L’ipotesi oggi all’esame, pertanto, non riguarda casi di morosità per canoni di locazione di appartamenti o altri beni del patrimonio disponibile gestibili secondo le regole del mercato (questione che, più propriamente, potrebbe inquadrarsi nel fenomeno della c.d. “affittopoli”) ma riguarda, unicamente, la tesi, che sostiene il P.R., secondo cui il canone concessorio di beni demaniali o del patrimonio indisponibile, avrebbe dovuto essere incrementato fino al prezzo di mercato in caso di mancata formalizzazione dei provvedimenti concessori, o di tardività degli stessi, o di mancato loro rinnovo, sia pure assentiti con provvedimenti provvisori.

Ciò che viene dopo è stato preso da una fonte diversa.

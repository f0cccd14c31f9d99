use leptos::prelude::*;
use leptos::task::spawn_local;

use crate::system::auth::api;

#[component]
pub fn SignupPage(
    /// Back to the sign-in screen (also used after a successful signup)
    on_show_login: Callback<()>,
) -> impl IntoView {
    let (name, set_name) = signal(String::new());
    let (email, set_email) = signal(String::new());
    let (password, set_password) = signal(String::new());
    let (error_message, set_error_message) = signal(Option::<String>::None);
    let (is_loading, set_is_loading) = signal(false);

    let on_submit = move |ev: leptos::ev::SubmitEvent| {
        ev.prevent_default();

        let name_val = name.get();
        let email_val = email.get();
        let password_val = password.get();

        set_is_loading.set(true);
        set_error_message.set(None);

        spawn_local(async move {
            match api::signup(name_val, email_val, password_val).await {
                Ok(()) => {
                    set_is_loading.set(false);
                    // Registration does not sign in; drop back to the login
                    // form.
                    on_show_login.run(());
                }
                Err(e) => {
                    set_error_message.set(Some(format!("Signup failed: {e}")));
                    set_is_loading.set(false);
                }
            }
        });
    };

    view! {
        <div class="login-container">
            <div class="login-box">
                <h1>"Farm Dashboard"</h1>
                <h2>"Create Account"</h2>

                <Show when=move || error_message.get().is_some()>
                    <div class="error-message">
                        {move || error_message.get().unwrap_or_default()}
                    </div>
                </Show>

                <form on:submit=on_submit>
                    <div class="form-group">
                        <label for="name">"Name"</label>
                        <input
                            type="text"
                            id="name"
                            value=move || name.get()
                            on:input=move |ev| set_name.set(event_target_value(&ev))
                            required
                            disabled=move || is_loading.get()
                        />
                    </div>

                    <div class="form-group">
                        <label for="email">"Email"</label>
                        <input
                            type="email"
                            id="email"
                            placeholder="you@example.com"
                            value=move || email.get()
                            on:input=move |ev| set_email.set(event_target_value(&ev))
                            required
                            disabled=move || is_loading.get()
                        />
                    </div>

                    <div class="form-group">
                        <label for="password">"Password"</label>
                        <input
                            type="password"
                            id="password"
                            value=move || password.get()
                            on:input=move |ev| set_password.set(event_target_value(&ev))
                            required
                            disabled=move || is_loading.get()
                        />
                    </div>

                    <button
                        type="submit"
                        class="btn-primary"
                        disabled=move || is_loading.get()
                    >
                        {move || if is_loading.get() { "Creating..." } else { "Sign Up" }}
                    </button>
                </form>

                <p class="login-switch">
                    "Already registered? "
                    <a href="#" on:click=move |ev| {
                        ev.prevent_default();
                        on_show_login.run(());
                    }>
                        "Sign in"
                    </a>
                </p>
            </div>
        </div>
    }
}
use chrono::NaiveDate;
use contracts::domain::common::Farm;

/// Farm and date-range filter for one resource screen.
///
/// Dates are kept as the raw `<input type="date">` strings. A range only
/// takes effect when both ends parse and start <= end; anything else is
/// treated as "no date filter", never as an error.
#[derive(Debug, Clone, Default, PartialEq)]
pub struct ListFilter {
    pub farm: Option<Farm>,
    pub start_date: String,
    pub end_date: String,
}

impl ListFilter {
    pub fn effective_range(&self) -> Option<(NaiveDate, NaiveDate)> {
        let start = NaiveDate::parse_from_str(self.start_date.trim(), "%Y-%m-%d").ok()?;
        let end = NaiveDate::parse_from_str(self.end_date.trim(), "%Y-%m-%d").ok()?;
        (start <= end).then_some((start, end))
    }

    /// Number of active criteria, for the filter badge.
    pub fn active_count(&self) -> usize {
        usize::from(self.farm.is_some()) + usize::from(self.effective_range().is_some())
    }

    /// Query string for the list endpoint: `page`/`limit` always, dates only
    /// as a valid pair, `farm` only when selected.
    pub fn list_query(&self, page: u32, limit: u32) -> String {
        let mut query = format!("page={page}&limit={limit}");
        if let Some(params) = self.filter_params() {
            query.push('&');
            query.push_str(&params);
        }
        query
    }

    /// Query string for the summary endpoint, without pagination. Empty when
    /// no criterion is active, otherwise starts with `?`.
    pub fn summary_query(&self) -> String {
        match self.filter_params() {
            Some(params) => format!("?{params}"),
            None => String::new(),
        }
    }

    fn filter_params(&self) -> Option<String> {
        let mut parts: Vec<String> = Vec::new();
        if let Some((start, end)) = self.effective_range() {
            parts.push(format!("startDate={start}&endDate={end}"));
        }
        if let Some(farm) = self.farm {
            parts.push(format!("farm={}", urlencoding::encode(farm.as_str())));
        }
        if parts.is_empty() {
            None
        } else {
            Some(parts.join("&"))
        }
    }
}

#[cfg(test)]
mod tests {
    use super::*;

    #[test]
    fn empty_filter_sends_only_pagination() {
        let f = ListFilter::default();
        assert_eq!(f.list_query(1, 10), "page=1&limit=10");
        assert_eq!(f.summary_query(), "");
        assert_eq!(f.active_count(), 0);
    }

    #[test]
    fn valid_range_and_farm_are_included() {
        let f = ListFilter {
            farm: Some(Farm::Matital),
            start_date: "2024-05-01".into(),
            end_date: "2024-05-10".into(),
        };
        assert_eq!(
            f.list_query(2, 10),
            "page=2&limit=10&startDate=2024-05-01&endDate=2024-05-10&farm=MATITAL"
        );
        assert_eq!(
            f.summary_query(),
            "?startDate=2024-05-01&endDate=2024-05-10&farm=MATITAL"
        );
        assert_eq!(f.active_count(), 2);
    }

    #[test]
    fn inverted_range_is_dropped_but_farm_kept() {
        // start after end: the date pair silently does not apply
        let f = ListFilter {
            farm: Some(Farm::Matital),
            start_date: "2024-05-10".into(),
            end_date: "2024-05-01".into(),
        };
        assert_eq!(f.effective_range(), None);
        assert_eq!(f.list_query(1, 10), "page=1&limit=10&farm=MATITAL");
        assert_eq!(f.summary_query(), "?farm=MATITAL");
    }

    #[test]
    fn half_open_range_is_dropped() {
        let f = ListFilter {
            farm: None,
            start_date: "2024-05-01".into(),
            end_date: String::new(),
        };
        assert_eq!(f.effective_range(), None);
        assert_eq!(f.list_query(1, 10), "page=1&limit=10");
    }

    #[test]
    fn single_day_range_is_valid() {
        let f = ListFilter {
            farm: None,
            start_date: "2024-05-01".into(),
            end_date: "2024-05-01".into(),
        };
        assert!(f.effective_range().is_some());
    }
}
use contracts::domain::feed_purchase::{
    CreateFeedPurchase, FeedPurchase, FeedSummary, UpdateFeedPurchase,
};
use contracts::shared::envelope::Paginated;

use crate::shared::api_utils::api_base;
use crate::shared::resource::{ApiClient, ApiError, ListFilter, ResourceClient};
use crate::system::auth::context::token_provider;

#[derive(Clone)]
pub struct FeedPurchaseClient {
    api: ApiClient,
}

impl FeedPurchaseClient {
    pub fn from_context() -> Self {
        Self {
            api: ApiClient::new(api_base(), token_provider()),
        }
    }
}

impl ResourceClient for FeedPurchaseClient {
    type Record = FeedPurchase;
    type Create = CreateFeedPurchase;
    type Update = UpdateFeedPurchase;
    type Summary = FeedSummary;

    async fn list(
        &self,
        page: u32,
        limit: u32,
        filter: &ListFilter,
    ) -> Result<Paginated<FeedPurchase>, ApiError> {
        self.api
            .get(&format!("/feed-purchase?{}", filter.list_query(page, limit)))
            .await
    }

    async fn create(&self, body: &CreateFeedPurchase) -> Result<FeedPurchase, ApiError> {
        self.api.post("/feed-purchase", body).await
    }

    async fn update(
        &self,
        id: i64,
        body: &UpdateFeedPurchase,
    ) -> Result<Option<FeedPurchase>, ApiError> {
        self.api.put(&format!("/feed-purchase/{id}"), body).await
    }

    async fn remove(&self, id: i64) -> Result<(), ApiError> {
        self.api.delete(&format!("/feed-purchase/{id}")).await
    }

    async fn summary(&self, filter: &ListFilter) -> Result<FeedSummary, ApiError> {
        self.api
            .get(&format!("/feed-purchase/summary{}", filter.summary_query()))
            .await
    }
}
use chrono::NaiveDate;
use contracts::domain::common::Farm;
use contracts::domain::expense::{CreateExpense, Expense};
use leptos::prelude::*;

use crate::shared::date_utils::month_name;

/// Create/edit form for one expense. Emits a fully validated payload; the
/// screen decides whether it becomes a create or an update.
#[component]
pub fn ExpenseForm(
    /// Record being edited; `None` for a new entry
    initial: Option<Expense>,

    #[prop(into)] busy: Signal<bool>,

    on_submit: Callback<CreateExpense>,

    on_cancel: Callback<()>,
) -> impl IntoView {
    let is_edit = initial.is_some();
    let (date, set_date) = signal(
        initial
            .as_ref()
            .map(|e| e.expense_date.to_string())
            .unwrap_or_default(),
    );
    let (farm, set_farm) = signal(initial.as_ref().map(|e| e.farm).unwrap_or(Farm::Kaasi19));
    let (head, set_head) = signal(initial.as_ref().map(|e| e.head.clone()).unwrap_or_default());
    let (cost, set_cost) = signal(
        initial
            .as_ref()
            .map(|e| e.expense_cost.to_string())
            .unwrap_or_default(),
    );
    let (notes, set_notes) = signal(
        initial
            .as_ref()
            .and_then(|e| e.notes.clone())
            .unwrap_or_default(),
    );
    let (form_error, set_form_error) = signal(Option::<String>::None);

    let on_form_submit = move |ev: leptos::ev::SubmitEvent| {
        ev.prevent_default();

        let date_val = date.get();
        let Ok(expense_date) = date_val.parse::<NaiveDate>() else {
            set_form_error.set(Some("Enter a valid date".to_string()));
            return;
        };
        let Ok(expense_cost) = cost.get().trim().parse::<f64>() else {
            set_form_error.set(Some("Enter a valid cost".to_string()));
            return;
        };
        let head_val = head.get().trim().to_uppercase();
        if head_val.is_empty() {
            set_form_error.set(Some("Head is required".to_string()));
            return;
        }
        set_form_error.set(None);

        let notes_val = notes.get().trim().to_string();
        on_submit.run(CreateExpense {
            expense_date,
            month: month_name(&date_val),
            farm: farm.get(),
            expense_cost,
            head: head_val,
            notes: (!notes_val.is_empty()).then_some(notes_val),
        });
    };

    view! {
        <form class="record-form" on:submit=on_form_submit>
            <h2>{if is_edit { "Edit Expense" } else { "New Expense" }}</h2>

            <Show when=move || form_error.get().is_some()>
                <div class="error-message">{move || form_error.get().unwrap_or_default()}</div>
            </Show>

            <div class="form-group">
                <label for="expenseDate">"Date"</label>
                <input
                    type="date"
                    id="expenseDate"
                    prop:value=move || date.get()
                    on:input=move |ev| set_date.set(event_target_value(&ev))
                    required
                    disabled=move || busy.get()
                />
            </div>

            <div class="form-group">
                <label for="expenseFarm">"Farm"</label>
                <select
                    id="expenseFarm"
                    prop:value=move || farm.get().as_str()
                    on:change=move |ev| {
                        if let Ok(f) = event_target_value(&ev).parse::<Farm>() {
                            set_farm.set(f);
                        }
                    }
                    disabled=move || busy.get()
                >
                    {Farm::SINGLE
                        .into_iter()
                        .map(|f| view! { <option value=f.as_str()>{f.as_str()}</option> })
                        .collect_view()}
                </select>
            </div>

            <div class="form-group">
                <label for="expenseHead">"Head"</label>
                <input
                    type="text"
                    id="expenseHead"
                    placeholder="FEED, MEDICINE, SALARIES..."
                    prop:value=move || head.get()
                    on:input=move |ev| set_head.set(event_target_value(&ev))
                    required
                    disabled=move || busy.get()
                />
            </div>

            <div class="form-group">
                <label for="expenseCost">"Cost"</label>
                <input
                    type="number"
                    id="expenseCost"
                    step="0.01"
                    min="0"
                    prop:value=move || cost.get()
                    on:input=move |ev| set_cost.set(event_target_value(&ev))
                    required
                    disabled=move || busy.get()
                />
            </div>

            <div class="form-group">
                <label for="expenseNotes">"Notes"</label>
                <textarea
                    id="expenseNotes"
                    prop:value=move || notes.get()
                    on:input=move |ev| set_notes.set(event_target_value(&ev))
                    disabled=move || busy.get()
                ></textarea>
            </div>

            <div class="form-actions">
                <button type="submit" class="button button--primary" disabled=move || busy.get()>
                    {move || {
                        if busy.get() {
                            "Saving..."
                        } else if is_edit {
                            "Save Changes"
                        } else {
                            "Add Expense"
                        }
                    }}
                </button>
                <button
                    type="button"
                    class="button button--secondary"
                    on:click=move |_| on_cancel.run(())
                    disabled=move || busy.get()
                >
                    "Cancel"
                </button>
            </div>
        </form>
    }
}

Le parti convenute hanno sollevato plurime eccezioni pregiudiziali e preliminari, non immediatamente risolvibili anche per la fondata previsione di necessità istruttorie sui relativi punti, ma si ritiene, considerato anche il primario interesse delle parti stesse ad ottenere una pronuncia di merito favorevole, che, per economia processuale, possa affrontarsi subito la questione di merito dirimente. Tanto è consentito in applicazione della giurisprudenza della Cassazione che, con sent. n. 17/03/2015 n. 5264, ha ribadito il suo precedente orientamento secondo cui una domanda può essere respinta sulla base di una questione assorbente, pur se logicamente subordinata, senza che sia necessario esaminare tutte le altre, essendo ciò suggerito dal principio di economia processuale e da esigenze di celerità anche costituzionalmente protette dall’art. 111 Cost. (v. Cass. 16/05/2006 n° 11356 ma anche Cass. 27/12/2013 n° 28663). In particolare la Cass. (sent. 28/05/2014 n. 12002), ha affermato che “il principio della ragione più liquida, imponendo un approccio interpretativo con la verifica delle soluzioni sul piano dell’impatto operativo, piuttosto che su quello della coerenza logico-sistematica, consente di sostituire il profilo di evidenza a quello dell’ordine delle questioni da trattare, di cui all’art. 276 c.p.c., in una prospettiva aderente alle esigenze di economia processuale e di celerità del giudizio, costituzionalizzata dall’art. 111 Cost., con la conseguenza che la causa può essere decisa sulla base della questione ritenuta di più agevole soluzione, – anche se logicamente subordinata – senza che sia necessario esaminare previamente le altre” (così v. anche Cass. 22/01/2015 n° 1113)”.

Ciò posto, si osserva che la tesi del P.R. non convince.

L’ordinanza del Sindaco n. 3483/1997 di provvisoria concessione è stata, infatti, emessa ai sensi delle deliberazioni regolamentari comunali n. 5625/1983, n. 26/1995 e n. 202/1996 che prevedevano la assegnazione di beni demaniali o patrimoniali indisponibili per le utilità sociali ivi previste (anche culturali) con pagamento di canone ridotto al 20% del prezzo di mercato.

Nulla eccepisce parte attrice su tale ordinanza i cui firmatari e proponenti non sono stati citati o, comunque, sul fatto che i beni e i destinatari di essi non fossero stati, originariamente, correttamente individuati a fini concessori per le finalità socio-culturali.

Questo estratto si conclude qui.